* **EXERCISE BRIEF**: All lines in the data that hold the word "NextEntryOffset" need copying.
============
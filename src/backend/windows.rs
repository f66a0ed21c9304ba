#![allow(non_upper_case_globals)]
//! ReadDirectoryChangesW-based backend for Windows.
//!
//! Grounded in the teacher's `ReadDirectoryChangesServer` in spirit — buffered
//! overlapped reads decoded into `FILE_NOTIFY_INFORMATION` records — but simplified to
//! one OS thread per watched directory rather than one thread serving every watch,
//! since this crate's `Backend::add_watch` already hands out a listener per directory
//! and the registry above it is what does consolidation. A rename's old/new name
//! records arrive adjacently in the same buffer, so pairing them needs no cookie.

use std::collections::HashMap;
use std::ffi::OsString;
use std::os::windows::ffi::{OsStrExt, OsStringExt};
use std::path::{Path, PathBuf};
use std::ptr;
use std::sync::atomic::{AtomicBool, AtomicI32, Ordering};
use std::sync::{Arc, Mutex};
use std::thread;

use winapi::shared::minwindef::{DWORD, FALSE};
use winapi::um::fileapi::{CreateFileW, OPEN_EXISTING};
use winapi::um::handleapi::{CloseHandle, INVALID_HANDLE_VALUE};
use winapi::um::ioapiset::GetOverlappedResult;
use winapi::um::minwinbase::OVERLAPPED;
use winapi::um::synchapi::CreateEventW;
use winapi::um::winbase::{
    ReadDirectoryChangesW, FILE_FLAG_BACKUP_SEMANTICS, FILE_FLAG_OVERLAPPED,
    FILE_NOTIFY_CHANGE_ATTRIBUTES, FILE_NOTIFY_CHANGE_CREATION, FILE_NOTIFY_CHANGE_DIR_NAME,
    FILE_NOTIFY_CHANGE_FILE_NAME, FILE_NOTIFY_CHANGE_LAST_WRITE, FILE_NOTIFY_CHANGE_SIZE,
};
use winapi::um::winnt::{
    FILE_ACTION_ADDED, FILE_ACTION_MODIFIED, FILE_ACTION_REMOVED, FILE_ACTION_RENAMED_NEW_NAME,
    FILE_ACTION_RENAMED_OLD_NAME, FILE_LIST_DIRECTORY, FILE_NOTIFY_INFORMATION,
    FILE_SHARE_DELETE, FILE_SHARE_READ, FILE_SHARE_WRITE, HANDLE,
};

use super::{Backend, Listener, RawAction, RawEvent};
use crate::error::{Error, Result};

const BUF_SIZE: usize = 16384;

struct RawHandle(HANDLE);
unsafe impl Send for RawHandle {}

struct Watch {
    stop: Arc<AtomicBool>,
    dir_handle: RawHandle,
    thread: Option<thread::JoinHandle<()>>,
}

/// A [`Backend`] built on Windows' `ReadDirectoryChangesW`.
pub struct WindowsBackend {
    next_handle: AtomicI32,
    watches: Mutex<HashMap<i32, Watch>>,
}

impl WindowsBackend {
    /// Create a backend with no watches.
    pub fn new() -> Self {
        Self {
            next_handle: AtomicI32::new(0),
            watches: Mutex::new(HashMap::new()),
        }
    }
}

impl Default for WindowsBackend {
    fn default() -> Self {
        Self::new()
    }
}

fn encode_path(path: &Path) -> Vec<u16> {
    path.as_os_str().encode_wide().chain(Some(0)).collect()
}

impl Backend for WindowsBackend {
    fn add_watch(&self, directory: &Path, listener: Box<dyn Listener>) -> Result<i32> {
        let encoded = encode_path(directory);
        let dir_handle = unsafe {
            CreateFileW(
                encoded.as_ptr(),
                FILE_LIST_DIRECTORY,
                FILE_SHARE_READ | FILE_SHARE_DELETE | FILE_SHARE_WRITE,
                ptr::null_mut(),
                OPEN_EXISTING,
                FILE_FLAG_BACKUP_SEMANTICS | FILE_FLAG_OVERLAPPED,
                ptr::null_mut(),
            )
        };
        if dir_handle == INVALID_HANDLE_VALUE {
            return Err(Error::path_not_found().add_path(directory.to_path_buf()));
        }

        let stop = Arc::new(AtomicBool::new(false));
        let handle = self.next_handle.fetch_add(1, Ordering::Relaxed);
        let dir = directory.to_path_buf();
        let thread_stop = Arc::clone(&stop);
        let thread_handle = RawHandle(dir_handle);
        let listener: Arc<dyn Listener> = Arc::from(listener);

        let thread = thread::Builder::new()
            .name("pathwatch-readdirectorychanges".into())
            .spawn(move || watch_loop(handle, dir, thread_handle, thread_stop, listener))
            .map_err(|e| Error::generic(e.to_string()))?;

        self.watches.lock().unwrap().insert(
            handle,
            Watch { stop, dir_handle: RawHandle(dir_handle), thread: Some(thread) },
        );
        Ok(handle)
    }

    fn remove_watch(&self, handle: i32) -> Result<()> {
        let watch = self.watches.lock().unwrap().remove(&handle);
        if let Some(mut watch) = watch {
            watch.stop.store(true, Ordering::SeqCst);
            unsafe {
                CloseHandle(watch.dir_handle.0);
            }
            if let Some(thread) = watch.thread.take() {
                let _ = thread.join();
            }
        }
        Ok(())
    }
}

fn watch_loop(handle: i32, dir: PathBuf, dir_handle: RawHandle, stop: Arc<AtomicBool>, listener: Arc<dyn Listener>) {
    let event = unsafe { CreateEventW(ptr::null_mut(), 1, 0, ptr::null()) };
    if event.is_null() {
        return;
    }

    let filter: DWORD = FILE_NOTIFY_CHANGE_FILE_NAME
        | FILE_NOTIFY_CHANGE_DIR_NAME
        | FILE_NOTIFY_CHANGE_ATTRIBUTES
        | FILE_NOTIFY_CHANGE_SIZE
        | FILE_NOTIFY_CHANGE_LAST_WRITE
        | FILE_NOTIFY_CHANGE_CREATION;

    let mut buffer = vec![0u8; BUF_SIZE];
    loop {
        if stop.load(Ordering::SeqCst) {
            break;
        }

        let mut overlapped: OVERLAPPED = unsafe { std::mem::zeroed() };
        overlapped.hEvent = event;
        let mut bytes_returned: DWORD = 0;

        let ok = unsafe {
            ReadDirectoryChangesW(
                dir_handle.0,
                buffer.as_mut_ptr() as *mut _,
                buffer.len() as DWORD,
                1,
                filter,
                &mut bytes_returned,
                &mut overlapped,
                None,
            )
        };
        if ok == FALSE {
            break;
        }

        let mut transferred: DWORD = 0;
        let ok = unsafe { GetOverlappedResult(dir_handle.0, &mut overlapped, &mut transferred, 1) };
        if ok == FALSE {
            break;
        }
        if stop.load(Ordering::SeqCst) {
            break;
        }

        decode_and_dispatch(handle, &dir, &buffer[..transferred as usize], listener.as_ref());
    }

    unsafe {
        CloseHandle(event);
    }
}

fn decode_and_dispatch(handle: i32, dir: &Path, buffer: &[u8], listener: &dyn Listener) {
    struct Record {
        action: DWORD,
        name: PathBuf,
    }

    let mut records = Vec::new();
    let mut offset = 0usize;
    loop {
        if offset + std::mem::size_of::<FILE_NOTIFY_INFORMATION>() > buffer.len() {
            break;
        }
        let info = unsafe { &*(buffer.as_ptr().add(offset) as *const FILE_NOTIFY_INFORMATION) };
        let name_len = info.FileNameLength as usize / 2;
        let name_ptr = unsafe { (buffer.as_ptr().add(offset + 12)) as *const u16 };
        let name_slice = unsafe { std::slice::from_raw_parts(name_ptr, name_len) };
        let name = PathBuf::from(OsString::from_wide(name_slice));
        records.push(Record { action: info.Action, name });

        if info.NextEntryOffset == 0 {
            break;
        }
        offset += info.NextEntryOffset as usize;
    }

    let mut i = 0;
    while i < records.len() {
        let record = &records[i];
        match record.action {
            FILE_ACTION_ADDED => {
                emit(handle, dir, &record.name, RawAction::Add, None, listener);
                i += 1;
            }
            FILE_ACTION_REMOVED => {
                emit(handle, dir, &record.name, RawAction::Delete, None, listener);
                i += 1;
            }
            FILE_ACTION_MODIFIED => {
                emit(handle, dir, &record.name, RawAction::Modified, None, listener);
                i += 1;
            }
            FILE_ACTION_RENAMED_OLD_NAME => {
                if let Some(next) = records.get(i + 1) {
                    if next.action == FILE_ACTION_RENAMED_NEW_NAME {
                        emit(
                            handle,
                            dir,
                            &next.name,
                            RawAction::Moved,
                            Some(record.name.clone()),
                            listener,
                        );
                        i += 2;
                        continue;
                    }
                }
                emit(handle, dir, &record.name, RawAction::Delete, None, listener);
                i += 1;
            }
            FILE_ACTION_RENAMED_NEW_NAME => {
                emit(handle, dir, &record.name, RawAction::Add, None, listener);
                i += 1;
            }
            _ => {
                i += 1;
            }
        }
    }
}

fn emit(handle: i32, dir: &Path, name: &Path, action: RawAction, old_filename: Option<PathBuf>, listener: &dyn Listener) {
    listener.on_event(RawEvent {
        handle,
        action,
        dir: dir.to_path_buf(),
        filename: name.to_path_buf(),
        old_filename,
    });
}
============
* **TASK RESULT**:
        if info.NextEntryOffset == 0 {
        offset += info.NextEntryOffset as usize;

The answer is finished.